Time to Improve

Farm Radio

In the late 1980s I did projects for a firm that sold national spot advertising on thousands of radio stations across the United States. The firm’s salespeople would call on media buyers to pitch stations they represented for campaigns for which radio was a part of the advertising plan.

Of course, radio advertising was, even then, a decreasing share of advertising campaigns. So the firm created another sales force to call on media planners, agency client account executives and even advertiser marketing directors to sell the idea that radio was a viable part of the marketing mix.

One part of this effort was farm radio. I was asked to help the national farm radio rep. “Farm radio?” I was completely clueless.

“Farm radio,” Lloyd explained in his West Texas drawl, “is what the farmer wakes up to at 4:00 a.m.. It’s what he listens to on his tractor radio at 4:30-5:00. It’s what’s playing for 15 minutes at 11:15 when he comes in for lunch and at 5:45 when he’s washing up for dinner. The programming is mostly local crop market prices and weather, but there’s an occasional news piece if a supplier has a new product or there’s a bill in the legislature that affects farmers.”

Farm radio was a part of the programming of radio stations of all formats country, rock, news talk, but it was definitely the “red-headed stepchild” department. Programming and on-air were usually given to the most junior person or the one who should have retired ten years ago.

Problem was farm radio was starting to attract big advertising dollars. Equipment makers like John Deere, big seed companies, big fertilizer companies, banks and investment firms were discovering that farmers didn’t read magazines or watch TV, but they did listen to farm radio.

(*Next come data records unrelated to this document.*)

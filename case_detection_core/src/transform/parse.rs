// Host adapter: reads a `syn` derive input into a `DeclarationView`.
use proc_macro2::TokenStream;
use syn::{Data, DeriveInput, Fields, Visibility as SynVisibility};

use crate::common::unescape;
use crate::view::{
    CaseElementView, DeclarationKind, DeclarationView, EnumDeclarationView, Modifier,
};

/// Parsed derive input alongside its view.
pub struct Ast {
    /// The parsed input, kept for helper attributes.
    pub input: DeriveInput,
    /// What the transformer sees.
    pub view: DeclarationView,
}

/// Parses a derive input and builds its view.
///
/// # Errors
///
/// Input that is not a type declaration, or a generic enum.
pub fn parse(ts: TokenStream) -> syn::Result<Ast> {
    let input = syn::parse2::<DeriveInput>(ts)?;
    let view = declaration_view(&input)?;
    Ok(Ast { input, view })
}

/// Maps a derive input onto the transformer's view.
///
/// Rust enums cannot declare nested items, so the existing-member list is always empty.
pub fn declaration_view(input: &DeriveInput) -> syn::Result<DeclarationView> {
    let name = unescape(&input.ident.to_string()).to_string();

    let data = match &input.data {
        Data::Enum(data) => data,
        Data::Struct(_) => {
            return Ok(DeclarationView::NonEnum {
                name,
                kind: DeclarationKind::Struct,
            });
        }
        Data::Union(_) => {
            return Ok(DeclarationView::NonEnum {
                name,
                kind: DeclarationKind::Union,
            });
        }
    };

    if !input.generics.params.is_empty() {
        return Err(syn::Error::new_spanned(
            &input.generics.params,
            "generic enums are not supported",
        ));
    }

    let mut view = EnumDeclarationView::new(name);
    if let Some(modifier) = modifier(&input.vis) {
        view = view.with_modifier(modifier);
    }

    for variant in &data.variants {
        let identifier = unescape(&variant.ident.to_string()).to_string();
        let element = match &variant.fields {
            Fields::Unit => CaseElementView::unit(identifier),
            Fields::Unnamed(fields) => CaseElementView::tuple(identifier, fields.unnamed.len()),
            Fields::Named(fields) => CaseElementView::record(
                identifier,
                fields
                    .named
                    .iter()
                    .filter_map(|field| field.ident.as_ref())
                    .map(|ident| unescape(&ident.to_string()).to_string()),
            ),
        };
        view = view.with_case([element]);
    }

    Ok(DeclarationView::Enum(view))
}

fn modifier(vis: &SynVisibility) -> Option<Modifier> {
    match vis {
        SynVisibility::Public(_) => Some(Modifier::Public),
        SynVisibility::Restricted(restricted) => {
            let path = &restricted.path;
            Some(Modifier::Restricted(quote::quote!(#path).to_string()))
        }
        SynVisibility::Inherited => None,
    }
}
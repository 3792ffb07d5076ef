//! Rejections reported by the transformer and by the `syn` host.

use proc_macro2::Span;
use thiserror::Error;

/// Why a declaration was rejected. The `Display` strings are the messages shown to users.
#[derive(Debug, Clone, Copy, PartialEq, Eq, Hash, Error)]
pub enum DiagnosticKind {
    /// The attachment point is not an enum.
    #[error("should only be attached to an enum declaration")]
    NotAnEnum,
    /// The enum declares no cases.
    #[error("The attached enum has no cases")]
    EmptyEnum,
    /// Every case is payload-free.
    #[error("The cases have no associated values, no need to apply this macro")]
    NoAssociatedValues,
    /// A nested type named `Case` already exists.
    #[error(
        "There is already an enum declaration with name Case already, remove or rename the declared enum."
    )]
    ConflictingCaseType,
}

/// A rejection anchored at the attachment point of the transformation.
#[derive(Debug, Clone, Error)]
#[error("{kind}")]
pub struct Diagnostic {
    kind: DiagnosticKind,
    anchor: Span,
}

impl Diagnostic {
    /// Creates a diagnostic of `kind` pointing at `anchor`.
    pub fn new(kind: DiagnosticKind, anchor: Span) -> Self {
        Self { kind, anchor }
    }

    /// The failure kind.
    pub fn kind(&self) -> DiagnosticKind {
        self.kind
    }

    /// Where the diagnostic points.
    pub fn anchor(&self) -> Span {
        self.anchor
    }

    /// The user-facing message.
    pub fn message(&self) -> String {
        self.kind.to_string()
    }

    /// Converts into a `syn::Error` at the same anchor.
    pub fn into_syn_error(self) -> syn::Error {
        syn::Error::new(self.anchor, self.kind)
    }
}

/// Everything that can stop an expansion, core diagnostics and host errors alike.
#[derive(Debug, Error)]
pub enum ExpandError {
    /// The transformer rejected the declaration.
    #[error(transparent)]
    Diagnostic(#[from] Diagnostic),
    /// The host could not read the input or its helper attributes.
    #[error(transparent)]
    Syn(#[from] syn::Error),
}

impl ExpandError {
    /// Where the error should be reported.
    pub fn span(&self) -> Span {
        match self {
            Self::Diagnostic(diagnostic) => diagnostic.anchor(),
            Self::Syn(err) => err.span(),
        }
    }

    /// The core diagnostic kind, if this came from the transformer.
    pub fn kind(&self) -> Option<DiagnosticKind> {
        match self {
            Self::Diagnostic(diagnostic) => Some(diagnostic.kind()),
            Self::Syn(_) => None,
        }
    }

    /// Renders as `compile_error!` tokens.
    pub fn to_compile_error(&self) -> proc_macro2::TokenStream {
        match self {
            Self::Diagnostic(diagnostic) => diagnostic.clone().into_syn_error().to_compile_error(),
            Self::Syn(err) => err.to_compile_error(),
        }
    }
}
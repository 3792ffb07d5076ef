// Declaration synthesizer: builds the three generated declarations as plain data.
use super::analyze::DISCRIMINATOR_NAME;
use super::visibility::Visibility;
use crate::view::{CaseElementView, NormalizedCaseList, PayloadShape};

/// Name of the synthesized predicate.
pub const PREDICATE_NAME: &str = "is_case";

/// Name of the synthesized payload accessor.
pub const ACCESSOR_NAME: &str = "associated_value";

/// The payload-free discriminator type.
#[derive(Debug, Clone, PartialEq, Eq)]
pub struct Discriminator {
    /// Logical name inside the host, always `Case`.
    pub name: &'static str,
    /// Resolved visibility.
    pub visibility: Visibility,
    /// One variant per case, in source order.
    pub variants: Vec<String>,
}

/// `is_case(candidate)`: pairs receiver case *i* with candidate variant *i*.
#[derive(Debug, Clone, PartialEq, Eq)]
pub struct Predicate {
    /// Function name.
    pub name: &'static str,
    /// Resolved visibility.
    pub visibility: Visibility,
    /// Matching arms in source order. Each yields `true`.
    pub arms: Vec<String>,
    /// Value of the trailing catch-all, present when two or more cases exist.
    pub catch_all: Option<bool>,
}

/// `associated_value::<T>()`: one arm per payload-bearing case.
#[derive(Debug, Clone, PartialEq, Eq)]
pub struct Accessor {
    /// Function name.
    pub name: &'static str,
    /// Resolved visibility.
    pub visibility: Visibility,
    /// Extraction arms in source order.
    pub arms: Vec<AccessorArm>,
    /// Whether a trailing arm yields `None` for cases without an explicit arm.
    pub fallback: bool,
}

/// One accessor arm.
#[derive(Debug, Clone, PartialEq, Eq)]
pub struct AccessorArm {
    /// Case matched by this arm.
    pub case: String,
    /// Slots bound by the arm's pattern.
    pub payload: PayloadShape,
    /// What the arm tries to return as `T`.
    pub extraction: Extraction,
}

/// What an accessor arm hands to the fallible downcast.
#[derive(Debug, Clone, Copy, PartialEq, Eq, Hash)]
pub enum Extraction {
    /// The single slot itself, not a one-element tuple.
    Value,
    /// An ordered tuple of all slots.
    Tuple(usize),
}

impl Extraction {
    /// Number of slots extracted.
    pub fn arity(self) -> usize {
        match self {
            Self::Value => 1,
            Self::Tuple(n) => n,
        }
    }
}

/// A synthesized declaration, borrowed from a [`Synthesis`].
#[derive(Debug, Clone, Copy, PartialEq, Eq)]
pub enum Declaration<'a> {
    /// See [`Discriminator`].
    Discriminator(&'a Discriminator),
    /// See [`Predicate`].
    Predicate(&'a Predicate),
    /// See [`Accessor`].
    Accessor(&'a Accessor),
}

impl Declaration<'_> {
    /// Declared name.
    pub fn name(&self) -> &'static str {
        match self {
            Self::Discriminator(d) => d.name,
            Self::Predicate(p) => p.name,
            Self::Accessor(a) => a.name,
        }
    }

    /// Declared visibility.
    pub fn visibility(&self) -> Visibility {
        match self {
            Self::Discriminator(d) => d.visibility,
            Self::Predicate(p) => p.visibility,
            Self::Accessor(a) => a.visibility,
        }
    }
}

/// Successful output of the transformer.
#[derive(Debug, Clone, PartialEq, Eq)]
pub struct Synthesis {
    /// Name of the host enum.
    pub host: String,
    /// The discriminator type.
    pub discriminator: Discriminator,
    /// The predicate function.
    pub predicate: Predicate,
    /// The accessor function.
    pub accessor: Accessor,
}

impl Synthesis {
    /// The three declarations in emission order.
    pub fn declarations(&self) -> [Declaration<'_>; 3] {
        [
            Declaration::Discriminator(&self.discriminator),
            Declaration::Predicate(&self.predicate),
            Declaration::Accessor(&self.accessor),
        ]
    }
}

/// Builds the declarations. Callers validate first, so `cases` is non-empty and holds at
/// least one payload-bearing case.
pub fn synthesize(host: &str, cases: &NormalizedCaseList, visibility: Visibility) -> Synthesis {
    let names: Vec<String> = cases.iter().map(|case| case.identifier.clone()).collect();

    let discriminator = Discriminator {
        name: DISCRIMINATOR_NAME,
        visibility,
        variants: names.clone(),
    };

    let predicate = Predicate {
        name: PREDICATE_NAME,
        visibility,
        catch_all: (names.len() > 1).then_some(false),
        arms: names,
    };

    let arms: Vec<AccessorArm> = cases.iter().filter_map(accessor_arm).collect();
    let accessor = Accessor {
        name: ACCESSOR_NAME,
        visibility,
        fallback: arms.len() < cases.len(),
        arms,
    };

    Synthesis {
        host: host.to_string(),
        discriminator,
        predicate,
        accessor,
    }
}

fn accessor_arm(case: &CaseElementView) -> Option<AccessorArm> {
    let extraction = match case.payload_arity() {
        0 => return None,
        1 => Extraction::Value,
        n => Extraction::Tuple(n),
    };
    Some(AccessorArm {
        case: case.identifier.clone(),
        payload: case.payload.clone(),
        extraction,
    })
}
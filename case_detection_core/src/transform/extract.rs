use crate::view::{EnumDeclarationView, Member, NormalizedCaseList};

/// Flattens every case statement into one ordered list.
///
/// `case a(X), b(Y)` contributes `a` then `b`; statements contribute in member order.
/// Non-case members are skipped.
pub fn extract(declaration: &EnumDeclarationView) -> NormalizedCaseList {
    declaration
        .members
        .iter()
        .filter_map(|member| match member {
            Member::Case(decl) => Some(decl.elements.iter().cloned()),
            _ => None,
        })
        .flatten()
        .collect()
}
#![allow(dead_code)]

use case_detection::CaseDetection;

#[derive(CaseDetection)]
struct Point {
    x: i32,
    y: i32,
}

fn main() {}
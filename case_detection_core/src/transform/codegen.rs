use proc_macro2::{Span, TokenStream};
use quote::quote;

use super::lower::{Accessor, AccessorArm, Discriminator, Extraction, Predicate, Synthesis};
use super::visibility::Visibility;
use crate::common::{binding, discriminator_ident, escape_ident};
use crate::config::ExpandConfig;
use crate::view::PayloadShape;

struct Codegen<'a> {
    host: syn::Ident,
    discriminator: syn::Ident,
    runtime: &'a syn::Path,
}

/// Renders the synthesized declarations as Rust items placed next to the host enum.
pub fn codegen(ir: &Synthesis, config: &ExpandConfig) -> TokenStream {
    let cg = Codegen {
        host: escape_ident(&ir.host, Span::call_site()),
        discriminator: discriminator_ident(&ir.host, ir.discriminator.name),
        runtime: &config.runtime_path,
    };

    let host = &cg.host;
    let discriminator = cg.discriminator(&ir.discriminator);
    let predicate = cg.predicate(&ir.predicate);
    let accessor = cg.accessor(&ir.accessor);

    quote! {
        #discriminator

        impl #host {
            #predicate

            #accessor
        }
    }
}

fn visibility(vis: Visibility) -> TokenStream {
    match vis {
        Visibility::Public => quote!(pub),
        Visibility::Default => TokenStream::new(),
    }
}

fn variant(name: &str) -> syn::Ident {
    escape_ident(name, Span::call_site())
}

impl Codegen<'_> {
    fn discriminator(&self, decl: &Discriminator) -> TokenStream {
        let vis = visibility(decl.visibility);
        let ident = &self.discriminator;
        let variants = decl.variants.iter().map(|name| variant(name));
        let doc = format!("Payload-free discriminator of [`{}`].", self.host);

        quote! {
            #[doc = #doc]
            #[derive(Debug, Clone, Copy, PartialEq, Eq, Hash)]
            #vis enum #ident {
                #(#variants),*
            }
        }
    }

    fn predicate(&self, decl: &Predicate) -> TokenStream {
        let vis = visibility(decl.visibility);
        let name = variant(decl.name);
        let discriminator = &self.discriminator;

        let arms = decl.arms.iter().map(|case| {
            let case = variant(case);
            quote! { (Self::#case { .. }, #discriminator::#case) => true, }
        });
        let catch_all = decl.catch_all.map(|value| quote! { _ => #value, });

        quote! {
            /// Returns `true` when `self` was built with the case named by `candidate`,
            /// whatever its associated values.
            #[must_use]
            #vis fn #name(&self, candidate: #discriminator) -> bool {
                match (self, candidate) {
                    #(#arms)*
                    #catch_all
                }
            }
        }
    }

    fn accessor(&self, decl: &Accessor) -> TokenStream {
        let vis = visibility(decl.visibility);
        let name = variant(decl.name);

        let arms = decl.arms.iter().map(|arm| self.accessor_arm(arm));
        let fallback = decl
            .fallback
            .then(|| quote! { _ => ::core::option::Option::None, });

        quote! {
            /// Returns the associated values of the current case as `T`, or `None` when
            /// the case has none or they are not of type `T`. Several values are returned
            /// as a tuple in declaration order.
            #[must_use]
            #vis fn #name<T: 'static>(&self) -> ::core::option::Option<T> {
                match self {
                    #(#arms)*
                    #fallback
                }
            }
        }
    }

    fn accessor_arm(&self, arm: &AccessorArm) -> TokenStream {
        let case = variant(&arm.case);
        let runtime = self.runtime;
        let bindings: Vec<syn::Ident> = (0..arm.extraction.arity()).map(binding).collect();

        let pattern = match &arm.payload {
            PayloadShape::Record(labels) => {
                let labels = labels.iter().map(|label| variant(label));
                quote! { Self::#case { #(#labels: #bindings),* } }
            }
            PayloadShape::Tuple(_) | PayloadShape::Unit => {
                quote! { Self::#case(#(#bindings),*) }
            }
        };

        let value = match arm.extraction {
            Extraction::Value => {
                let slot = &bindings[0];
                quote! { ::core::clone::Clone::clone(#slot) }
            }
            Extraction::Tuple(_) => {
                quote! { ( #(::core::clone::Clone::clone(#bindings)),* ) }
            }
        };

        quote! {
            #pattern => #runtime::extract::<T, _>(#value),
        }
    }
}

Lloyd’s idea was to document farmers’ media use and to improve the quality of farm programming, with a “weekly fax newsletter” that  on-air “talent” could just read.

My engagement was to research farmer media usage  and then to help Lloyd and his tech guy Emmet, set up the infrastructure for a weekly broadcast fax.

Talking to Farmers

This was classic market research. We did some interviews and sent a survey. We built an interview and mailing list getting names and addresses from the radio stations, (yeah, snail mail – it was the 80s) and sent a survey. We did some telephone interviews, but quickly learned that getting a farmer on the telephone (pre- wide-spread adoption of cell phones) was hard. I could however make an appointment with a farmer’s wife and drive out to see him. The farmers I talked to were mostly men, but not all.

The interviews were tough to schedule. The ones we got were often because of relationships at the radio station. They were fascinating. I had one sixtyish guy take me under his wing early on.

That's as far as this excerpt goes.